Data for analysis:
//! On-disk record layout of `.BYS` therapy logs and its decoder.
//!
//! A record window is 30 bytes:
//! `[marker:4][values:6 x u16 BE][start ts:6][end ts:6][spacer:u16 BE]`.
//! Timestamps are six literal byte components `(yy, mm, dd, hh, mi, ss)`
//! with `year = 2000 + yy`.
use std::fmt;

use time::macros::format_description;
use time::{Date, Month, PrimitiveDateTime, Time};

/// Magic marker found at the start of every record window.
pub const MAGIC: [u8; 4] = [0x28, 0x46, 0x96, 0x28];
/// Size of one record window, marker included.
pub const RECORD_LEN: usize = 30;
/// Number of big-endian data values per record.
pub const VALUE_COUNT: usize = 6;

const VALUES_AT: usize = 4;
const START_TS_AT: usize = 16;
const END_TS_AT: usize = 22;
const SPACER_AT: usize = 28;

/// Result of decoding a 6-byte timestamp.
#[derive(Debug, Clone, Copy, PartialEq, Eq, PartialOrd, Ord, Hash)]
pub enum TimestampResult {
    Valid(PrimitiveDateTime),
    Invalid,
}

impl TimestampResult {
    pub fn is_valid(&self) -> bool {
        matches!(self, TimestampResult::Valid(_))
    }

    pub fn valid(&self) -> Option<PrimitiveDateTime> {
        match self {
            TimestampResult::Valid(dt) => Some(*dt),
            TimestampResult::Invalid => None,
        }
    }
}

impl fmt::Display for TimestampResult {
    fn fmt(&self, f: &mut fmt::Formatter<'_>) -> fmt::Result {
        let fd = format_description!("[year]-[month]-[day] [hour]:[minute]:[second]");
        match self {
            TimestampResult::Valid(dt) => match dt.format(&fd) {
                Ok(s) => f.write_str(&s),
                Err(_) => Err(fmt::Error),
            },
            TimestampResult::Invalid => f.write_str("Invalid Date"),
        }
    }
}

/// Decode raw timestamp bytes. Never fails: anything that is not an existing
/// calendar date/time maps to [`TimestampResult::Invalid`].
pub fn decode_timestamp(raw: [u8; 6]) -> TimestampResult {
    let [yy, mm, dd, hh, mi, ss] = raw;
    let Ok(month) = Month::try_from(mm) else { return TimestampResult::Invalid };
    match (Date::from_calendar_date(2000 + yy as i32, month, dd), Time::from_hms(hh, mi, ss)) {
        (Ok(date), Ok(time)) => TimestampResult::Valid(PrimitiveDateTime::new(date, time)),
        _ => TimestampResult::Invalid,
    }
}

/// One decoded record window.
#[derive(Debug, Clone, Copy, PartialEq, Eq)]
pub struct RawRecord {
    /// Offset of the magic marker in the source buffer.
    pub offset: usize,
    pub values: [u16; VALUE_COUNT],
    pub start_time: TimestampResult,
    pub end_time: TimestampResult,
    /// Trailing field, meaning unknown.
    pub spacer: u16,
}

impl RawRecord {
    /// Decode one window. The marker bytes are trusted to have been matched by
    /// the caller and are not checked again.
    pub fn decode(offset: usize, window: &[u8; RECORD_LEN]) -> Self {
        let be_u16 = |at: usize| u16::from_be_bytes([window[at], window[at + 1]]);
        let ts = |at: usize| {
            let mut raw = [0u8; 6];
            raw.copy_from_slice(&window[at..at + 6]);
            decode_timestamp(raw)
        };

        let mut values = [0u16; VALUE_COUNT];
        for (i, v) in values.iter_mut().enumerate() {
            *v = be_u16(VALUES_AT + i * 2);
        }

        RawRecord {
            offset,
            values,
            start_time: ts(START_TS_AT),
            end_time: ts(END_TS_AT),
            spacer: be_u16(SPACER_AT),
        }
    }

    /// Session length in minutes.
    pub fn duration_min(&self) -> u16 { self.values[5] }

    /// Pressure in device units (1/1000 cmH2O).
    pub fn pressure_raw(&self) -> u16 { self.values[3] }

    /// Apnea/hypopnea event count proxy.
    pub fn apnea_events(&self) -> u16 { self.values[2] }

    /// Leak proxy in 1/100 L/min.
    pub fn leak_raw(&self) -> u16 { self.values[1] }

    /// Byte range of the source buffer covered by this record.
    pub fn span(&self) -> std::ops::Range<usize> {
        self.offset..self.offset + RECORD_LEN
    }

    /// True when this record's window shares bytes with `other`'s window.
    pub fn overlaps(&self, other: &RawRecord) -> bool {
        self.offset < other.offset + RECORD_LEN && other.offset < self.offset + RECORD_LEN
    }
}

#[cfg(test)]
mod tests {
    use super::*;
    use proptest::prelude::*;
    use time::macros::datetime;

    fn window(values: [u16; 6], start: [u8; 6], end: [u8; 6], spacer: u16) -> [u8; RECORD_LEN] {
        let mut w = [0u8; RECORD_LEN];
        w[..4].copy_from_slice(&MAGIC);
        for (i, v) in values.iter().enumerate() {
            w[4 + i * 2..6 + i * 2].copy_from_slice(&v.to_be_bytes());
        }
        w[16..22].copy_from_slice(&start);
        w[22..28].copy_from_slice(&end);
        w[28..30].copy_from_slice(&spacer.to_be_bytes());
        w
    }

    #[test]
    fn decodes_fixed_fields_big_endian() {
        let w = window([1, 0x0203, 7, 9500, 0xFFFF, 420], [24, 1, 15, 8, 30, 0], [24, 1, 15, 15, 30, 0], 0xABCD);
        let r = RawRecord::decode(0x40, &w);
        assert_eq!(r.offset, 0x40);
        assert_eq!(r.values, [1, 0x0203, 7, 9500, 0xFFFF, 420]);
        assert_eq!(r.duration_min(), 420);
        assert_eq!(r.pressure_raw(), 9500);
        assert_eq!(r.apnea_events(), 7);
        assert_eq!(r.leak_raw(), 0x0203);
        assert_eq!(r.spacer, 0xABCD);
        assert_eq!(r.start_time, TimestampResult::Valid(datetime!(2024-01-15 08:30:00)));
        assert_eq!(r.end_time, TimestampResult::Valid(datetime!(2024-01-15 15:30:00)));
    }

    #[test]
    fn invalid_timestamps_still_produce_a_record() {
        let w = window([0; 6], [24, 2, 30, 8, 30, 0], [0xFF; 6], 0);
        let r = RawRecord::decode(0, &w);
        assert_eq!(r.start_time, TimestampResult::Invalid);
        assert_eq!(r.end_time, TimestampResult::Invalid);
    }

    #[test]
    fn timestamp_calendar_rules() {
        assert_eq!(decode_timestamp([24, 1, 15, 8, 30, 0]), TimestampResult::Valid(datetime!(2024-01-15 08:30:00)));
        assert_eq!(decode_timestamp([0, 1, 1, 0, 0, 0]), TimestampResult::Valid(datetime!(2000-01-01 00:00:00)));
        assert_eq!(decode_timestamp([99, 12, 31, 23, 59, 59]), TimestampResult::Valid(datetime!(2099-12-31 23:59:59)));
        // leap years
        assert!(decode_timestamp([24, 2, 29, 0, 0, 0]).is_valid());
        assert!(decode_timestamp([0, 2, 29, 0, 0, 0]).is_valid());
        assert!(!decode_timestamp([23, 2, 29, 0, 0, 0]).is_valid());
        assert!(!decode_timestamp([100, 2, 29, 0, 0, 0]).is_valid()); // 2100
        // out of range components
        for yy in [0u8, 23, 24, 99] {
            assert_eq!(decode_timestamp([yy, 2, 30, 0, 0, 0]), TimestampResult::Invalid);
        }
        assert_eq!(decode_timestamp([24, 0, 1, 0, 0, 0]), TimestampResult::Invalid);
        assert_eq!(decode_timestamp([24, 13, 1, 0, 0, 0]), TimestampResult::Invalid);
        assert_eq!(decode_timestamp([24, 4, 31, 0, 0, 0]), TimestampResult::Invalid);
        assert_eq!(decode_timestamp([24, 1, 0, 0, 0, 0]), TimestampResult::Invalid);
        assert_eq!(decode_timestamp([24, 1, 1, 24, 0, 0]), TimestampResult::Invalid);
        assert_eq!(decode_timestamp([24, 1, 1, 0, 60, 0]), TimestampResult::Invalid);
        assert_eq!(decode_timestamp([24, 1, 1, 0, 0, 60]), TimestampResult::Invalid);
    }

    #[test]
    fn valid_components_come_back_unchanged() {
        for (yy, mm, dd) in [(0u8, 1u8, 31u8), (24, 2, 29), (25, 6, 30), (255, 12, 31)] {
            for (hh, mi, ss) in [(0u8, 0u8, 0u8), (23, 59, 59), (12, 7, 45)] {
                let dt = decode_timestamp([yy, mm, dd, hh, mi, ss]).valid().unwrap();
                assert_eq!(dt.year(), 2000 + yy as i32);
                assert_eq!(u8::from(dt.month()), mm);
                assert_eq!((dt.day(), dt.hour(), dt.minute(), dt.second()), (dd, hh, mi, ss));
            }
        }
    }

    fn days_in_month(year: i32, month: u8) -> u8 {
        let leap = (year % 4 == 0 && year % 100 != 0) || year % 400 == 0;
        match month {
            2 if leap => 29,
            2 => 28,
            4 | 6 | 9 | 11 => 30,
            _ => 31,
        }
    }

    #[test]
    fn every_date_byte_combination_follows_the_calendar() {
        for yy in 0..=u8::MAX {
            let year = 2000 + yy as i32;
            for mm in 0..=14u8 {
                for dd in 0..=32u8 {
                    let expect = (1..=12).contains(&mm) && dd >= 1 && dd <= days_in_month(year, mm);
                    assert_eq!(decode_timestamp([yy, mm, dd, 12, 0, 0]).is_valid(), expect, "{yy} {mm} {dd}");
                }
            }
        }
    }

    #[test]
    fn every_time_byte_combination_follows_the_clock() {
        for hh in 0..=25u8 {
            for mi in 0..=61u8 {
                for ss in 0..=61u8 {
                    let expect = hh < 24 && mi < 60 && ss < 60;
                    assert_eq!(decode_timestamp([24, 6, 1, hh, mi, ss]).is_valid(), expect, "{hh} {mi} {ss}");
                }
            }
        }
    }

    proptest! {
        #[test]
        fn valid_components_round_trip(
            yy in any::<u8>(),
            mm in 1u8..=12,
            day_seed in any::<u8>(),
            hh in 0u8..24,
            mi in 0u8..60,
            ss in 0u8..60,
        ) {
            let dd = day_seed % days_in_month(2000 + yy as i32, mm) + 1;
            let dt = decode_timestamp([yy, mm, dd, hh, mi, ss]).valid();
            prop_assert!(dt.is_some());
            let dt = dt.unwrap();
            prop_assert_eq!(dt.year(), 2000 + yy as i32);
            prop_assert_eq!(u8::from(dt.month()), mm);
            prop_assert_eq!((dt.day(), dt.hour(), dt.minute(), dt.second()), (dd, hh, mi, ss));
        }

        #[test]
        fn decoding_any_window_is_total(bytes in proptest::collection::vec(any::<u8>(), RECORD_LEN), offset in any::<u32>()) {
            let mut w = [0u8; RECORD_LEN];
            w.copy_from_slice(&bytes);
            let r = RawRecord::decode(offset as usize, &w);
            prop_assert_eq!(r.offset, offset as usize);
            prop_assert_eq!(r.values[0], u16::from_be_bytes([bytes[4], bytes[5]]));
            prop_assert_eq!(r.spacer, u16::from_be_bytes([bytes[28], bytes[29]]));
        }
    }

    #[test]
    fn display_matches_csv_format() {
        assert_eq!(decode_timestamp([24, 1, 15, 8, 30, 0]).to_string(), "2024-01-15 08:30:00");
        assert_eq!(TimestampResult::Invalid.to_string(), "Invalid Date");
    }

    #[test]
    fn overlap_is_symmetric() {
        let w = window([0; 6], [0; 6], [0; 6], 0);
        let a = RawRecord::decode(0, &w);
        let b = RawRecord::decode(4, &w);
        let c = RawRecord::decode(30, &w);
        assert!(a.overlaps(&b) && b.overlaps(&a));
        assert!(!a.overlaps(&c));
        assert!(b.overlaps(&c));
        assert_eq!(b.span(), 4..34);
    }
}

What this task involves: Please restate the records word for word. Go from the first line to the line with "pub fn is_valid(&self)" and include both.

Problem solution:
//! On-disk record layout of `.BYS` therapy logs and its decoder.
//!
//! A record window is 30 bytes:
//! `[marker:4][values:6 x u16 BE][start ts:6][end ts:6][spacer:u16 BE]`.
//! Timestamps are six literal byte components `(yy, mm, dd, hh, mi, ss)`
//! with `year = 2000 + yy`.
use std::fmt;

use time::macros::format_description;
use time::{Date, Month, PrimitiveDateTime, Time};

/// Magic marker found at the start of every record window.
pub const MAGIC: [u8; 4] = [0x28, 0x46, 0x96, 0x28];
/// Size of one record window, marker included.
pub const RECORD_LEN: usize = 30;
/// Number of big-endian data values per record.
pub const VALUE_COUNT: usize = 6;

const VALUES_AT: usize = 4;
const START_TS_AT: usize = 16;
const END_TS_AT: usize = 22;
const SPACER_AT: usize = 28;

/// Result of decoding a 6-byte timestamp.
#[derive(Debug, Clone, Copy, PartialEq, Eq, PartialOrd, Ord, Hash)]
pub enum TimestampResult {
    Valid(PrimitiveDateTime),
    Invalid,
}

impl TimestampResult {
    pub fn is_valid(&self) -> bool {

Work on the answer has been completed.